De rivaliteit tussen Rotjeknor en Mokum is oud. Rotterdam (platgebombardeerd op 14 mei 1940) dreigde de hoofdstad voorbij te streven: moderne architectuur (ze hadden daar sinds het bombardement plaats genoeg) en ook nog een metro: dat kon Amsterdam niet op zich laten zitten en dus kwam er ook daar een metro. Bewoners van deze steden duiden elkaars stad aan met het netnummer (Vorwahl): Rotterdam is 010 (nul-tien) en 020 (nul-twintig) is de hoofdstad.

Tekst van Jules Deelder op een flat op de Nieuwe Binnenweg, R’dam (Henk Bezemer, CC-BY-SA-3.0)

Kent u de Rotterdamse variant van het Nederlands? Voor beginnelingen een gedicht van Kees Stip:

“Er was te Rotterdam een kreeft
die steeds “ik hebt” zei voor “ik heeft”
“En dit”, zo zei een Amsterdammer,
“is daarom zo bijzonder jammer
omdat het toont welk wanbegrip
men daar van werkwoordsvormen hib.”

Meer over het Rotterdams op NEON. En voor héél erg vergevorderden: Jules Deelder, de nachtburgemeester van Rotterdam!

De rivaliteit tussen de beide voetbalclubs (Feyenoord en Ajax) neemt soms zulke smakeloze vormen aan, dat ik daaraan geen woorden ga vuilmaken (kein Wort über etwas verlieren).

In één opzicht overtreft de moderne havenstad Rotterdam de historische wereldhaven Amsterdam: Roterdammers zijn taalkunstenaars! Niet alleen dat ze over hun eigen stad als Rotjeknor spreken, er is nauwelijks een stuk moderne architectuur te noemen dat ze niet van een eigen naam hebben voorzien. Daarover hebben we ook al eerder geschreven: het Potlood, de Hoerenloper, de Koopgoot, Jan Gat en zo…

Rotterdam CS (Hein56didden, CC-BY-SA-3.0)

Er staat sinds een tijdje een nieuw centraal station in de Maasstad en dat moest natuurlijk ook een naam krijgen: het werd Station Kapsalon.

Waarom? Niet omdat het lijkt op een Friseursalon! Nee, het station lijkt op een patatje kapsalon.
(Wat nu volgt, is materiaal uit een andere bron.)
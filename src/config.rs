//! Shell configuration from command-line flags and environment variables.
//!
//! Every flag has an env fallback so a `.env` file (loaded by `main` before
//! parsing) is enough to run the shell.

use clap::Parser;

pub const DEFAULT_ENDPOINT: &str = "wss://api.playground.scrapybara.com/ws/chat";
pub const DEFAULT_CREDENTIAL_VAR: &str = "SCRAPYBARA_API_KEY";

#[derive(Debug, thiserror::Error)]
pub enum ConfigError {
    #[error("endpoint must be a ws:// or wss:// URL, got `{0}`")]
    InvalidEndpoint(String),
    #[error("credential variable name must not be empty")]
    EmptyCredentialVar,
}

#[derive(Parser, Debug)]
#[command(name = "teleo", about = "Floating shell for the playground chat socket")]
pub struct Cli {
    /// WebSocket endpoint of the playground chat API.
    #[arg(long, env = "TELEO_ENDPOINT", default_value = DEFAULT_ENDPOINT)]
    pub endpoint: String,

    /// Name of the environment variable holding the API key.
    #[arg(long, env = "TELEO_CREDENTIAL_VAR", default_value = DEFAULT_CREDENTIAL_VAR)]
    pub credential_var: String,

    /// Open the connection on launch instead of waiting for `/connect`.
    #[arg(long, default_value_t = false)]
    pub connect: bool,
}

#[derive(Debug, Clone, PartialEq, Eq)]
pub struct ShellConfig {
    pub endpoint: String,
    /// The key itself is read from this variable at connect time, never here.
    pub credential_var: String,
    pub connect_on_launch: bool,
}

impl ShellConfig {
    /// Validate parsed flags into a typed config.
    ///
    /// # Errors
    ///
    /// Returns [`ConfigError::InvalidEndpoint`] for a non-websocket endpoint
    /// and [`ConfigError::EmptyCredentialVar`] for a blank variable name.
    pub fn from_cli(cli: Cli) -> Result<Self, ConfigError> {
        let endpoint = cli.endpoint.trim().to_owned();
        if !(endpoint.starts_with("ws://") || endpoint.starts_with("wss://")) {
            return Err(ConfigError::InvalidEndpoint(endpoint));
        }

        let credential_var = cli.credential_var.trim().to_owned();
        if credential_var.is_empty() {
            return Err(ConfigError::EmptyCredentialVar);
        }

        Ok(Self { endpoint, credential_var, connect_on_launch: cli.connect })
    }
}

#[cfg(test)]
#[path = "config_test.rs"]
mod tests;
Wat dat is kunt u bij Buurtaal lezen. Waar die vreemde benaming vandaan komt, dat leest u hier: een Rotterdamse kapper bestelde dagelijks een goede snack voor de middagpauze en die speciale samenstelling van allerlei lekkers werd dus het patatje (of friet) kapsalon en dat vond zijn weg in Rotjeknor en ver daarbuiten (darüberhinaus)!

Kortom: het futuristische dak van Rotterdam CS ziet eruit als een omgekeerd aluminium schaaltje waarin die overheerlijke snack geserveerd wordt. Klik hier maar eens!

Tags: ,

Der Beitrag wurde am Sonntag, den 13. März 2016 um 08:45 Uhr von Johanna Ridderbeekx veröffentlicht und wurde unter Niederlande, Sprachvariation, Sprachvergleich, Wortschatz abgelegt. Sie können die Kommentare zu diesem Eintrag durch den RSS 2.0 Feed verfolgen. Kommentare und Pings sind derzeit nicht erlaubt.

2 Reaktionen zu “Rotjeknor”

  1. Johanna Ridderbeekx

    Amsterdam had onlangs – naar aanleiding van 5 mei (bevrijdingsdag) – weer even zijn hongerbrug. Rotterdam pakt het toch weer een tikkeltje grootser aan: onder het motto Rotterdam viert de stad gedenkt Rotjeknor 75 jaar wederopbouw met als voorlopig laatste hoogtepunt De Trap!

  2. Johanna Ridderbeekx

    Geen IJslandse wereldbollen voor het stationsplein in Rotterdam: Pleurt op met je ballen. Dan liever weer een trap, een Zweedse muzikale trap!